* What you need to do *
This task calls for printing every entry exactly.

* Records for this exercise *
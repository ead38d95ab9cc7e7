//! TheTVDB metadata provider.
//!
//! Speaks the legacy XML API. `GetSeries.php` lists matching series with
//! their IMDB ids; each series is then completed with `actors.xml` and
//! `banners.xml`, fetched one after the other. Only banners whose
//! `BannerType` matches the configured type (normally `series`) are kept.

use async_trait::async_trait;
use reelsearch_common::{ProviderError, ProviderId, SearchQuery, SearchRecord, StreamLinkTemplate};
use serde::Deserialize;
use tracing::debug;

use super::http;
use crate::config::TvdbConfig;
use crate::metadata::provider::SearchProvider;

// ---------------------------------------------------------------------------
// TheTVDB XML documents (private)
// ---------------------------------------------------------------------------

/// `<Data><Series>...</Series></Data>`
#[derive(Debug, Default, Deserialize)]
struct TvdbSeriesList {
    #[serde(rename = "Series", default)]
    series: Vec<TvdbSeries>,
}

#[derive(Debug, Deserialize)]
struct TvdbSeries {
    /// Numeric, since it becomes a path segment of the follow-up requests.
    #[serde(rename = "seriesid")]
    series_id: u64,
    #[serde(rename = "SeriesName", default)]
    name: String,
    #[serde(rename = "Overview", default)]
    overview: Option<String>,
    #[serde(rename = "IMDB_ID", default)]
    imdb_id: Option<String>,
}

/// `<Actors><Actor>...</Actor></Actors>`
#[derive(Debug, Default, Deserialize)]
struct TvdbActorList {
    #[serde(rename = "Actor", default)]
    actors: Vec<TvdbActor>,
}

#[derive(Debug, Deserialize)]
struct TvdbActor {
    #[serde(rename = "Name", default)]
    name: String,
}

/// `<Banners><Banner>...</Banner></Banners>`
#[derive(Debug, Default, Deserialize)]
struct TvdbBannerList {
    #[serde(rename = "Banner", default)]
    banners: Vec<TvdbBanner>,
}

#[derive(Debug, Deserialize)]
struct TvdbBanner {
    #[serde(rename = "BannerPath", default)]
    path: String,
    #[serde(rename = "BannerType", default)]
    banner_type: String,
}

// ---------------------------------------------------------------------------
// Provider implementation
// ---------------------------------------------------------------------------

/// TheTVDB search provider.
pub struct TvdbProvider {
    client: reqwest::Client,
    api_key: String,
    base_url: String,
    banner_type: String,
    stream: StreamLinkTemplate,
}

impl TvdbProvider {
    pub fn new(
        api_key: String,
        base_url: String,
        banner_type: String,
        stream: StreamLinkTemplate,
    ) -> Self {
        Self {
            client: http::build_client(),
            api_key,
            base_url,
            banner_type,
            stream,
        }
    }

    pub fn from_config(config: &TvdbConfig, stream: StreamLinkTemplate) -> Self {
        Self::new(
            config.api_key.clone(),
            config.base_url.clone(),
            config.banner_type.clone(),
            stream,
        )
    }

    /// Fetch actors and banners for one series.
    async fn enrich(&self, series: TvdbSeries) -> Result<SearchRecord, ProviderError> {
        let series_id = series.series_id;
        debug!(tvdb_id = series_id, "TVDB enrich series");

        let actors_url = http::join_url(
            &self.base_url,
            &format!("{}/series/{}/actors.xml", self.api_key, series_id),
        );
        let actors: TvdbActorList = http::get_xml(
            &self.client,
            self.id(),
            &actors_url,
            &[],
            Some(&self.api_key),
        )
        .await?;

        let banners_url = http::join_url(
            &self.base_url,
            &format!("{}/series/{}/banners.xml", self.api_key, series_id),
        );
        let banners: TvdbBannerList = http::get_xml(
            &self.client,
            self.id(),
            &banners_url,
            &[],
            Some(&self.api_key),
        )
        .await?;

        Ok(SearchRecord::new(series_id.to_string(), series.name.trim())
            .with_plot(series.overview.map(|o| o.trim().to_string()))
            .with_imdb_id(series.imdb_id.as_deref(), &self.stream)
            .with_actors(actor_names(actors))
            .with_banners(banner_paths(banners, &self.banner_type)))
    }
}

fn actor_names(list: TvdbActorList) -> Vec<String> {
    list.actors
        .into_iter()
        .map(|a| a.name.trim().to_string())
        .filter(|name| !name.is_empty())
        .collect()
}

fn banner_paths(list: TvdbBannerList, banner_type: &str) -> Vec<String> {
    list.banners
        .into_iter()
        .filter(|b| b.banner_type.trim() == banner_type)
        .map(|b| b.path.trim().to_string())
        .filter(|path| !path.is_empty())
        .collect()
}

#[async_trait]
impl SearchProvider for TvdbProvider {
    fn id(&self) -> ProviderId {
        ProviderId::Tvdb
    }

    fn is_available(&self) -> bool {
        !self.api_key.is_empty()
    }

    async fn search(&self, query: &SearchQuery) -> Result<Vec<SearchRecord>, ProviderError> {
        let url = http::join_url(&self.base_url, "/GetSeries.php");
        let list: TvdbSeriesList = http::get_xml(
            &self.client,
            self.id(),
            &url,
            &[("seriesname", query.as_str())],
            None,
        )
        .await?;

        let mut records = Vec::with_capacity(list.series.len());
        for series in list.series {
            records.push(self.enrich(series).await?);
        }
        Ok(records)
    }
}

* Result *
repository ead38d95ab9cc7e7
//! TheTVDB metadata provider.
//!
//! Speaks the legacy XML API. `GetSeries.php` lists matching series with
//! their IMDB ids; each series is then completed with `actors.xml` and
//! `banners.xml`, fetched one after the other. Only banners whose
//! `BannerType` matches the configured type (normally `series`) are kept.

use async_trait::async_trait;
use reelsearch_common::{ProviderError, ProviderId, SearchQuery, SearchRecord, StreamLinkTemplate};
use serde::Deserialize;
use tracing::debug;

use super::http;
use crate::config::TvdbConfig;
use crate::metadata::provider::SearchProvider;

// ---------------------------------------------------------------------------
// TheTVDB XML documents (private)
// ---------------------------------------------------------------------------

/// `<Data><Series>...</Series></Data>`
#[derive(Debug, Default, Deserialize)]
struct TvdbSeriesList {
    #[serde(rename = "Series", default)]
    series: Vec<TvdbSeries>,
}

#[derive(Debug, Deserialize)]
struct TvdbSeries {
    /// Numeric, since it becomes a path segment of the follow-up requests.
    #[serde(rename = "seriesid")]
    series_id: u64,
    #[serde(rename = "SeriesName", default)]
    name: String,
    #[serde(rename = "Overview", default)]
    overview: Option<String>,
    #[serde(rename = "IMDB_ID", default)]
    imdb_id: Option<String>,
}

/// `<Actors><Actor>...</Actor></Actors>`
#[derive(Debug, Default, Deserialize)]
struct TvdbActorList {
    #[serde(rename = "Actor", default)]
    actors: Vec<TvdbActor>,
}

#[derive(Debug, Deserialize)]
struct TvdbActor {
    #[serde(rename = "Name", default)]
    name: String,
}

/// `<Banners><Banner>...</Banner></Banners>`
#[derive(Debug, Default, Deserialize)]
struct TvdbBannerList {
    #[serde(rename = "Banner", default)]
    banners: Vec<TvdbBanner>,
}

#[derive(Debug, Deserialize)]
struct TvdbBanner {
    #[serde(rename = "BannerPath", default)]
    path: String,
    #[serde(rename = "BannerType", default)]
    banner_type: String,
}

// ---------------------------------------------------------------------------
// Provider implementation
// ---------------------------------------------------------------------------

/// TheTVDB search provider.
pub struct TvdbProvider {
    client: reqwest::Client,
    api_key: String,
    base_url: String,
    banner_type: String,
    stream: StreamLinkTemplate,
}

impl TvdbProvider {
    pub fn new(
        api_key: String,
        base_url: String,
        banner_type: String,
        stream: StreamLinkTemplate,
    ) -> Self {
        Self {
            client: http::build_client(),
            api_key,
            base_url,
            banner_type,
            stream,
        }
    }

    pub fn from_config(config: &TvdbConfig, stream: StreamLinkTemplate) -> Self {
        Self::new(
            config.api_key.clone(),
            config.base_url.clone(),
            config.banner_type.clone(),
            stream,
        )
    }

    /// Fetch actors and banners for one series.
    async fn enrich(&self, series: TvdbSeries) -> Result<SearchRecord, ProviderError> {
        let series_id = series.series_id;
        debug!(tvdb_id = series_id, "TVDB enrich series");

        let actors_url = http::join_url(
            &self.base_url,
            &format!("{}/series/{}/actors.xml", self.api_key, series_id),
        );
        let actors: TvdbActorList = http::get_xml(
            &self.client,
            self.id(),
            &actors_url,
            &[],
            Some(&self.api_key),
        )
        .await?;

        let banners_url = http::join_url(
            &self.base_url,
            &format!("{}/series/{}/banners.xml", self.api_key, series_id),
        );
        let banners: TvdbBannerList = http::get_xml(
            &self.client,
            self.id(),
            &banners_url,
            &[],
            Some(&self.api_key),
        )
        .await?;

        Ok(SearchRecord::new(series_id.to_string(), series.name.trim())
            .with_plot(series.overview.map(|o| o.trim().to_string()))
            .with_imdb_id(series.imdb_id.as_deref(), &self.stream)
            .with_actors(actor_names(actors))
            .with_banners(banner_paths(banners, &self.banner_type)))
    }
}

fn actor_names(list: TvdbActorList) -> Vec<String> {
    list.actors
        .into_iter()
        .map(|a| a.name.trim().to_string())
        .filter(|name| !name.is_empty())
        .collect()
}

fn banner_paths(list: TvdbBannerList, banner_type: &str) -> Vec<String> {
    list.banners
        .into_iter()
        .filter(|b| b.banner_type.trim() == banner_type)
        .map(|b| b.path.trim().to_string())
        .filter(|path| !path.is_empty())
        .collect()
}

#[async_trait]
impl SearchProvider for TvdbProvider {
    fn id(&self) -> ProviderId {
        ProviderId::Tvdb
    }

    fn is_available(&self) -> bool {
        !self.api_key.is_empty()
    }

    async fn search(&self, query: &SearchQuery) -> Result<Vec<SearchRecord>, ProviderError> {
        let url = http::join_url(&self.base_url, "/GetSeries.php");
        let list: TvdbSeriesList = http::get_xml(
            &self.client,
            self.id(),
            &url,
            &[("seriesname", query.as_str())],
            None,
        )
        .await?;

        let mut records = Vec::with_capacity(list.series.len());
        for series in list.series {
            records.push(self.enrich(series).await?);
        }
        Ok(records)
    }
}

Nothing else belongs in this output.